Collection entries:
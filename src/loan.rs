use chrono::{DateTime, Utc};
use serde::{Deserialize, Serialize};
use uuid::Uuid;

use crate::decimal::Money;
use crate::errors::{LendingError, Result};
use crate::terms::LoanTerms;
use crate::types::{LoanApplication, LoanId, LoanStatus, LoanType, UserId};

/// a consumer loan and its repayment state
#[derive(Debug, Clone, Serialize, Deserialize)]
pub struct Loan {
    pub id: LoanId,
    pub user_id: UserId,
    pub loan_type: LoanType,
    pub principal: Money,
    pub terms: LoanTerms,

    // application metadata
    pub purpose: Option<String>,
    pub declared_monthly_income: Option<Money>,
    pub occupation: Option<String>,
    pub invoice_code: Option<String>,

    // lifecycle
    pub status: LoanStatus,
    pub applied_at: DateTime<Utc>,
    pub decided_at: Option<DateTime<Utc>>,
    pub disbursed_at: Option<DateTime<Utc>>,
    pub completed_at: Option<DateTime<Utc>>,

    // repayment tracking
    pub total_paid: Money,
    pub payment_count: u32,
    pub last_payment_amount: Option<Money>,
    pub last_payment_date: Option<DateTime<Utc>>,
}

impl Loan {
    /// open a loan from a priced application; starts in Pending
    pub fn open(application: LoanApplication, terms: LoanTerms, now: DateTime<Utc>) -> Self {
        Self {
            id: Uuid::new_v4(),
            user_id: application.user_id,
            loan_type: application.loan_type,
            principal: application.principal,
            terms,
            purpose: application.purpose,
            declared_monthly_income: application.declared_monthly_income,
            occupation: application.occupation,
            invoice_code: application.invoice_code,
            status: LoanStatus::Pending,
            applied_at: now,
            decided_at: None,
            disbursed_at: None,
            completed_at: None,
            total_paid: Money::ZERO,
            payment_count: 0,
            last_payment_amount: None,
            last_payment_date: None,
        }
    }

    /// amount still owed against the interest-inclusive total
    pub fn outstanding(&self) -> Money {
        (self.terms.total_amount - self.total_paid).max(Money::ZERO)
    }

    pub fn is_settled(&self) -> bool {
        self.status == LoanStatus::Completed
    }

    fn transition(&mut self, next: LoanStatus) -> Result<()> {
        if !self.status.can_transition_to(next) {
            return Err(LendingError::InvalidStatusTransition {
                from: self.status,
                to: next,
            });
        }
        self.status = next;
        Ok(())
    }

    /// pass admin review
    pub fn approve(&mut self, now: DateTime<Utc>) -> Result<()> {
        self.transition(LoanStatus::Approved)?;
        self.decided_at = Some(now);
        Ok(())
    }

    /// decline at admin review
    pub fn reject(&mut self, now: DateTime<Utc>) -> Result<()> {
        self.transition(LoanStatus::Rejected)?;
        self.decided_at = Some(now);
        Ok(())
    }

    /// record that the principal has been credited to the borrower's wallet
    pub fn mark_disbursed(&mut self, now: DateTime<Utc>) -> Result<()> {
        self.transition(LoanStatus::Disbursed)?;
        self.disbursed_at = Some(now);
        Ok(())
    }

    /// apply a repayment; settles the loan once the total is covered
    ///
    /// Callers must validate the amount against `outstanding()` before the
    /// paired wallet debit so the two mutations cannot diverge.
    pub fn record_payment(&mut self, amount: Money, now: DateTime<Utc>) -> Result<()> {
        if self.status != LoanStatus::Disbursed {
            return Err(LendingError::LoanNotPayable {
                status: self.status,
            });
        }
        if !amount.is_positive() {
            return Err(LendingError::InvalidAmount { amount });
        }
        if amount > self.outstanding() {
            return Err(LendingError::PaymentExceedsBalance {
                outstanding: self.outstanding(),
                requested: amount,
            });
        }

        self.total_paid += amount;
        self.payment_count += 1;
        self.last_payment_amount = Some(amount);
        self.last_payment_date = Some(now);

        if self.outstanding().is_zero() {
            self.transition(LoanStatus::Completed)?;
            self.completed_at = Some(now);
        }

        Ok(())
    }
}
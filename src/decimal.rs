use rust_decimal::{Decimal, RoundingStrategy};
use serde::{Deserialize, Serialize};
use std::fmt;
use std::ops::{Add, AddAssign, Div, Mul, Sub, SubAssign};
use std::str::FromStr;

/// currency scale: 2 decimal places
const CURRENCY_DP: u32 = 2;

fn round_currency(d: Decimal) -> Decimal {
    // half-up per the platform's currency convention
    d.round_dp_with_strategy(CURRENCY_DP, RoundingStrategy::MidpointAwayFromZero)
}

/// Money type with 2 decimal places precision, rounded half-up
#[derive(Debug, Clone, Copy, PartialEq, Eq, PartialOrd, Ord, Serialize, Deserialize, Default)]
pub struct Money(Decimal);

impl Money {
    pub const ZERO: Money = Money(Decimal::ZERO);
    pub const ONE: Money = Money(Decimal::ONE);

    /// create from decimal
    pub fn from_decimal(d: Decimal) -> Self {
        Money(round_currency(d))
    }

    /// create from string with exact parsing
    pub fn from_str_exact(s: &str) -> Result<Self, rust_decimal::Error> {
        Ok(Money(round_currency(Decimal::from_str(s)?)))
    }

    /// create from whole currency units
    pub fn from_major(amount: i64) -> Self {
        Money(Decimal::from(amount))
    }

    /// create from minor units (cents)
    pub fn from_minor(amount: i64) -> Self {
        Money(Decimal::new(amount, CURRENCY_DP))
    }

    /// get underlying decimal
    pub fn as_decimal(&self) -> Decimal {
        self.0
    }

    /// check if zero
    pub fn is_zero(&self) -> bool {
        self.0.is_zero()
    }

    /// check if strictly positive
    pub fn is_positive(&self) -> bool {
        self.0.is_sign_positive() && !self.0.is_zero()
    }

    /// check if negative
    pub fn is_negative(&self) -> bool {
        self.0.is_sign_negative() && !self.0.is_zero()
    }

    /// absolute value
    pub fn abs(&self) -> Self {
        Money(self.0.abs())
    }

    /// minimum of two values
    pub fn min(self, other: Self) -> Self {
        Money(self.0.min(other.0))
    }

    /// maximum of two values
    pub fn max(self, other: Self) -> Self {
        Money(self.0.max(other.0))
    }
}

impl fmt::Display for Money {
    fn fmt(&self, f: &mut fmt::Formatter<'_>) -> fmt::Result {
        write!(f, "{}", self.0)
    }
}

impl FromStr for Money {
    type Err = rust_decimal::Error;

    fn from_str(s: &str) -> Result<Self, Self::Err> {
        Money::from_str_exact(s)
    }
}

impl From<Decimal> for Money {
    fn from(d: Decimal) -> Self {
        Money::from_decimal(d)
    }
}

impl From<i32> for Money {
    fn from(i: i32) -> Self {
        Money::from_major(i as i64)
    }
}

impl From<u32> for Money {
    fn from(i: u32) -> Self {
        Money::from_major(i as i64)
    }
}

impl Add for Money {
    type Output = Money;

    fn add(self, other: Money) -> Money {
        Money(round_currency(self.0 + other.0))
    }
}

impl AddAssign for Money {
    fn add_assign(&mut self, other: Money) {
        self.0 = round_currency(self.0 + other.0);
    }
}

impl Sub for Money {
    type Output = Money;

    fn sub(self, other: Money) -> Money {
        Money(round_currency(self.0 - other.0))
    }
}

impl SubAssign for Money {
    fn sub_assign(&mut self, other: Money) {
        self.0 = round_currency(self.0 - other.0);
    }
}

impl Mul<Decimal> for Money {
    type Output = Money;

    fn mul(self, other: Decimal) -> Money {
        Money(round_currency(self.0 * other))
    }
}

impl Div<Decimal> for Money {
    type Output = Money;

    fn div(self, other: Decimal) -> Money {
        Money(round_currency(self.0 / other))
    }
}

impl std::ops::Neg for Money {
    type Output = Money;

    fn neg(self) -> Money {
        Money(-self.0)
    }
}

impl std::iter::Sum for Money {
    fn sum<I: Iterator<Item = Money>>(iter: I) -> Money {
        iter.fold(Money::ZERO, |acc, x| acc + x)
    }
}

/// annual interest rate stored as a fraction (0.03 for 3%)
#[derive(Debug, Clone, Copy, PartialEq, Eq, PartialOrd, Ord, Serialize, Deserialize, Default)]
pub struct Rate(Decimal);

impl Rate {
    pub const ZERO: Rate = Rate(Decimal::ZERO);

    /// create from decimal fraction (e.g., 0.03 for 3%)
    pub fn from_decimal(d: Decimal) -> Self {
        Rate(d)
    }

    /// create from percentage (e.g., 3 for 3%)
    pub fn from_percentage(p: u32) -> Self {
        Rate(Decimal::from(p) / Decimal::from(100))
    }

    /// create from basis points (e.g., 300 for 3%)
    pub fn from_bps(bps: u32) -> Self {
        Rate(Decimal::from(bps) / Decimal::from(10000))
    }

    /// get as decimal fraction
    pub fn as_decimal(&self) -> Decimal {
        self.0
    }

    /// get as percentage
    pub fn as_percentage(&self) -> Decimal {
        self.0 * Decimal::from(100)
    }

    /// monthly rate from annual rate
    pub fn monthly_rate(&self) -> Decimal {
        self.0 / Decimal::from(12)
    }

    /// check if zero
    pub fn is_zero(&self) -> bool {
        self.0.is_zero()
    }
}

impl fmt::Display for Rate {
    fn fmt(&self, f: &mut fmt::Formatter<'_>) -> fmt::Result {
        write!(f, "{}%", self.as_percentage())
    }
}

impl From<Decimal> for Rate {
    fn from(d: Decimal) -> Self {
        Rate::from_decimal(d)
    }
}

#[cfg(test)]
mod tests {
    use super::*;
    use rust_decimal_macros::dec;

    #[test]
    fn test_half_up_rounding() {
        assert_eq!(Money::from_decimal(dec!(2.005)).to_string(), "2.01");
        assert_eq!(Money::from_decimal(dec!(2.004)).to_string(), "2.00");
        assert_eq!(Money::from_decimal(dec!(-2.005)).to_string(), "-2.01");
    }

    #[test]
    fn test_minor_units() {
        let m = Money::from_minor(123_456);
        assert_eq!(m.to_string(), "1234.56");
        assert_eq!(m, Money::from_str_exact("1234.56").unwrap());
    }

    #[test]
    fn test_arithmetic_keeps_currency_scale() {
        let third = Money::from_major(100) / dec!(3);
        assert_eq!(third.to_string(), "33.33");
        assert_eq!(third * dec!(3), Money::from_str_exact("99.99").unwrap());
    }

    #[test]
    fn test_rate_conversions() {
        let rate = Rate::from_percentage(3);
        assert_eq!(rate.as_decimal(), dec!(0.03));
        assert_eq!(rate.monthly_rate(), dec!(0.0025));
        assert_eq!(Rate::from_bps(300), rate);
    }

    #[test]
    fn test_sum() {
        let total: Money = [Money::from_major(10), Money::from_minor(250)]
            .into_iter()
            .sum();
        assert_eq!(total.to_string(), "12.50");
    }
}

## Your objective
The job here is to find each line above with the word "interest" and copy it.

## Exercise answer
    /// amount still owed against the interest-inclusive total
/// annual interest rate stored as a fraction (0.03 for 3%)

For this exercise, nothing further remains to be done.